Más que estar consciente del pasado, Estrada pareciera venir de él. Sus imágenes del “México actual” deforman nuestros pueblos y calles donde una colección de duendes arteros que pareciera fabulada por los gringos o por la burguesía local, que ataca el director, que lleva siglos imaginando a la mexicanidad como huaraches y balaceras, familias golpeadas por un padre borracho. Es ese el pasado en el que vive Luis Estrada: los viejos lugares comunes e insultos de una élite nacionalista —“por eso estamos como estamos”, “los mexicanos son cangrejos en una cubeta”, “indios patarrajada”, “una bola de nacos y teporochos improductivos que todavía quieren reproducirse” — donde los de abajo son la raíz hedionda que pudre a la patria—.
¡Que Viva México! Más allá de ser una crítica es una oda al nihilismo mexicano, a la terminación de todas las aspiraciones, a la desesperanza, a los corruptos, intolerantes y aventajados, y al conformismo a secas. Siendo su coro pegajoso —Dios guarde tus parientes no te jodan—. Con un blandengue puente dictando —Nosotros los fifís rapiñosos y Ustedes el pueblo bueno podrido— que lejos de las consecuencias de la denuncia o lamentación de las consecuencias sociomorales de una política polarizadora afirma, proclama virtud. Su canción inserta la efigie misma de AMLO como un mero contrapunto ridículo jamás sustancial. Como el pequeño ruido de un triángulo en banda de rock. Ayala Blanco comentó sobre la película “ni suficientemente anticuatroteísta ni suficientemente procuatroteísta, sino todo lo contrario, como diría tan tarada cuan cínicamente el clásico, sin abordar nada a fondo, (…) en una relajante fenomenología del relajo”.
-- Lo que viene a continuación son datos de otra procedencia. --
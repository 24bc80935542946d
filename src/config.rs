//! Configuration Module
//!
//! Load order, later overrides earlier:
//! 1. Default values
//! 2. TOML file (`tracker.toml` in the platform config directory, or an explicit path)
//! 3. Environment variables (`CARE_TRACKER_*`)
//!
//! ```toml
//! [api]
//! base_url = "https://care.example.org"
//! upload_timeout_secs = 10
//! geocode_timeout_secs = 8
//! language = "zh-TW"
//!
//! [foreground.watch]
//! distance_filter_m = 5.0
//! interval_secs = 60
//!
//! [background]
//! interval_minutes = 15
//! network = "any"
//! ```

use std::path::PathBuf;
use std::time::Duration;

use serde::{Deserialize, Deserializer, Serialize};
use tracing::{debug, info, warn};

use crate::controller::ControllerOptions;
use crate::position::PositionOptions;
use crate::scheduler::BackgroundOptions;

/// Shortest periodic wake the mobile platforms will honor
pub const MIN_BACKGROUND_INTERVAL_MINUTES: u32 = 15;

/// Backend connection settings
#[derive(Debug, Clone, Serialize, Deserialize)]
#[serde(default)]
pub struct ApiSettings {
    pub base_url: String,
    pub upload_timeout_secs: u64,
    pub geocode_timeout_secs: u64,
    /// Language passed to the reverse geocoder
    pub language: String,
}

impl Default for ApiSettings {
    fn default() -> Self {
        Self {
            base_url: "http://localhost:8000".to_string(),
            upload_timeout_secs: 10,
            geocode_timeout_secs: 8,
            language: "zh-TW".to_string(),
        }
    }
}

impl ApiSettings {
    pub fn upload_timeout(&self) -> Duration {
        Duration::from_secs(self.upload_timeout_secs)
    }

    pub fn geocode_timeout(&self) -> Duration {
        Duration::from_secs(self.geocode_timeout_secs)
    }
}

/// Acquisition settings while the app is in the foreground
#[derive(Debug, Clone, Serialize, Deserialize)]
pub struct ForegroundSettings {
    #[serde(default = "PositionOptions::one_shot", deserialize_with = "one_shot_options")]
    pub one_shot: PositionOptions,

    #[serde(default = "PositionOptions::watch", deserialize_with = "watch_options")]
    pub watch: PositionOptions,
}

impl Default for ForegroundSettings {
    fn default() -> Self {
        Self {
            one_shot: PositionOptions::one_shot(),
            watch: PositionOptions::watch(),
        }
    }
}

/// Periodic wake settings
#[derive(Debug, Clone, Serialize, Deserialize)]
pub struct BackgroundSettings {
    #[serde(flatten)]
    pub schedule: BackgroundOptions,

    /// Ask for the separate background-location grant at startup. Off by
    /// default so that refusing "allow all the time" keeps foreground tracking.
    #[serde(default)]
    pub require_permission: bool,

    /// One-shot options used inside a wake
    #[serde(default = "background_position", deserialize_with = "background_options")]
    pub position: PositionOptions,
}

fn background_position() -> PositionOptions {
    PositionOptions {
        maximum_age_secs: 0,
        ..PositionOptions::one_shot()
    }
}

impl Default for BackgroundSettings {
    fn default() -> Self {
        Self {
            schedule: BackgroundOptions::default(),
            require_permission: false,
            position: background_position(),
        }
    }
}

/// Position options as written in the file. Unset fields keep the
/// call site's own values.
#[derive(Debug, Default, Deserialize)]
struct PositionOverrides {
    high_accuracy: Option<bool>,
    timeout_secs: Option<u64>,
    maximum_age_secs: Option<u64>,
    distance_filter_m: Option<f64>,
    interval_secs: Option<u64>,
}

impl PositionOverrides {
    fn over(self, base: PositionOptions) -> PositionOptions {
        PositionOptions {
            high_accuracy: self.high_accuracy.unwrap_or(base.high_accuracy),
            timeout_secs: self.timeout_secs.unwrap_or(base.timeout_secs),
            maximum_age_secs: self.maximum_age_secs.unwrap_or(base.maximum_age_secs),
            distance_filter_m: self.distance_filter_m.unwrap_or(base.distance_filter_m),
            interval_secs: self.interval_secs.or(base.interval_secs),
        }
    }
}

fn one_shot_options<'de, D: Deserializer<'de>>(d: D) -> Result<PositionOptions, D::Error> {
    PositionOverrides::deserialize(d).map(|o| o.over(PositionOptions::one_shot()))
}

fn watch_options<'de, D: Deserializer<'de>>(d: D) -> Result<PositionOptions, D::Error> {
    PositionOverrides::deserialize(d).map(|o| o.over(PositionOptions::watch()))
}

fn background_options<'de, D: Deserializer<'de>>(d: D) -> Result<PositionOptions, D::Error> {
    PositionOverrides::deserialize(d).map(|o| o.over(background_position()))
}

/// Log output settings
#[derive(Debug, Clone, Serialize, Deserialize)]
#[serde(default)]
pub struct LoggingConfig {
    /// Default filter directive when `RUST_LOG` is unset
    pub level: String,
    /// Log directory; platform data directory when unset
    pub directory: Option<PathBuf>,
}

impl Default for LoggingConfig {
    fn default() -> Self {
        Self {
            level: "info,hyper=warn,reqwest=warn".to_string(),
            directory: None,
        }
    }
}

/// Complete tracker configuration
#[derive(Debug, Clone, Default, Serialize, Deserialize)]
pub struct TrackerConfig {
    #[serde(default)]
    pub api: ApiSettings,

    #[serde(default)]
    pub foreground: ForegroundSettings,

    #[serde(default)]
    pub background: BackgroundSettings,

    #[serde(default)]
    pub logging: LoggingConfig,
}

impl TrackerConfig {
    /// Load from file and environment on top of defaults, then validate
    pub fn load(config_path: Option<PathBuf>) -> Result<Self, ConfigError> {
        let mut config = Self::default();

        if let Some(path) = config_path.or_else(Self::default_config_path) {
            if path.exists() {
                info!(?path, "Loading tracker config from file");
                let contents = std::fs::read_to_string(&path)?;
                config = toml::from_str(&contents)?;
            } else {
                debug!(?path, "Config file not found, using defaults");
            }
        }

        config.apply_env_overrides();
        config.validate()?;

        Ok(config)
    }

    /// Load, falling back to defaults on any error
    pub fn load_or_default(config_path: Option<PathBuf>) -> Self {
        Self::load(config_path).unwrap_or_else(|e| {
            warn!("Failed to load tracker config: {}. Using defaults.", e);
            Self::default()
        })
    }

    pub fn save(&self, config_path: Option<PathBuf>) -> Result<(), ConfigError> {
        let path = config_path
            .or_else(Self::default_config_path)
            .ok_or_else(|| ConfigError::Invalid("No config path available".into()))?;

        if let Some(parent) = path.parent() {
            std::fs::create_dir_all(parent)?;
        }

        std::fs::write(&path, toml::to_string_pretty(self)?)?;
        info!(?path, "Tracker config saved");
        Ok(())
    }

    pub fn validate(&self) -> Result<(), ConfigError> {
        let url = self.api.base_url.trim();
        if !url.starts_with("http://") && !url.starts_with("https://") {
            return Err(ConfigError::Invalid(format!(
                "API base URL must start with http:// or https://, got: '{}'",
                url
            )));
        }

        if self.api.upload_timeout_secs == 0 || self.api.geocode_timeout_secs == 0 {
            return Err(ConfigError::Invalid("request timeouts must be greater than 0".into()));
        }

        for (name, options) in [
            ("foreground.one_shot", &self.foreground.one_shot),
            ("foreground.watch", &self.foreground.watch),
            ("background.position", &self.background.position),
        ] {
            if options.timeout_secs == 0 {
                return Err(ConfigError::Invalid(format!("{name}.timeout_secs must be greater than 0")));
            }
            if options.distance_filter_m.is_nan() || options.distance_filter_m < 0.0 {
                return Err(ConfigError::Invalid(format!("{name}.distance_filter_m must not be negative")));
            }
        }

        if self.background.schedule.interval_minutes < MIN_BACKGROUND_INTERVAL_MINUTES {
            return Err(ConfigError::Invalid(format!(
                "background.interval_minutes must be at least {}",
                MIN_BACKGROUND_INTERVAL_MINUTES
            )));
        }

        Ok(())
    }

    fn apply_env_overrides(&mut self) {
        if let Ok(url) = std::env::var("CARE_TRACKER_API_URL") {
            debug!(url = %url, "Overriding API URL from environment");
            self.api.base_url = url;
        }

        if let Ok(language) = std::env::var("CARE_TRACKER_LANGUAGE") {
            self.api.language = language;
        }

        if let Ok(minutes) = std::env::var("CARE_TRACKER_BACKGROUND_INTERVAL") {
            match minutes.parse::<u32>() {
                Ok(m) => self.background.schedule.interval_minutes = m,
                Err(_) => warn!(value = %minutes, "Ignoring invalid background interval"),
            }
        }

        if let Ok(meters) = std::env::var("CARE_TRACKER_DISTANCE_FILTER") {
            match meters.parse::<f64>() {
                Ok(m) => self.foreground.watch.distance_filter_m = m,
                Err(_) => warn!(value = %meters, "Ignoring invalid distance filter"),
            }
        }
    }

    fn default_config_path() -> Option<PathBuf> {
        dirs::config_dir().map(|dir| dir.join("CareTracker").join("tracker.toml"))
    }

    /// Options for a [`crate::controller::SyncController`]
    pub fn controller_options(&self) -> ControllerOptions {
        ControllerOptions {
            require_background: self.background.require_permission,
            one_shot: self.foreground.one_shot.clone(),
            watch: self.foreground.watch.clone(),
            background: self.background.schedule.clone(),
            background_position: self.background.position.clone(),
            language: self.api.language.clone(),
        }
    }
}

/// Configuration errors
#[derive(Debug, thiserror::Error)]
pub enum ConfigError {
    #[error("Failed to read config: {0}")]
    Io(#[from] std::io::Error),

    #[error("Failed to parse config: {0}")]
    Parse(#[from] toml::de::Error),

    #[error("Failed to serialize config: {0}")]
    Serialize(#[from] toml::ser::Error),

    #[error("Invalid config: {0}")]
    Invalid(String),
}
Esta película es una bolsa de palomitas para elevar su ego e incomodar a todos en una fiesta o reunión familiar con un comentario punzocortante. Estrada repite y expande esta intención que ya había manifestado en la Dictadura Perfecta. La gente no piensa, es idiota, la gente cree ciegamente lo que ve en la tele. No hay esperanza, no, no la hay en un país de tontos, de idiotas teledirigidos.
¡Que Viva México! nos comenta: El pueblo no sabe, es bárbaro, no piensa, es estúpido, no respeta, es violento, no considera, es aprovechado, no se une, se amontona, no es acomedido, es convenenciero, no progresa, se estanca, no cambia, está corrupto, no ama, se apega. Este es el México relajiento, al cual no es necesario depositarle alguna esperanza. Todos son personajes de caricatura, nada se siente real, sobre todo el mismo país. Porque no es y nunca será otra cosa que una pesadilla para usted. Váyase y no estorbe porque hay gente que sí lo quiere aprovechar.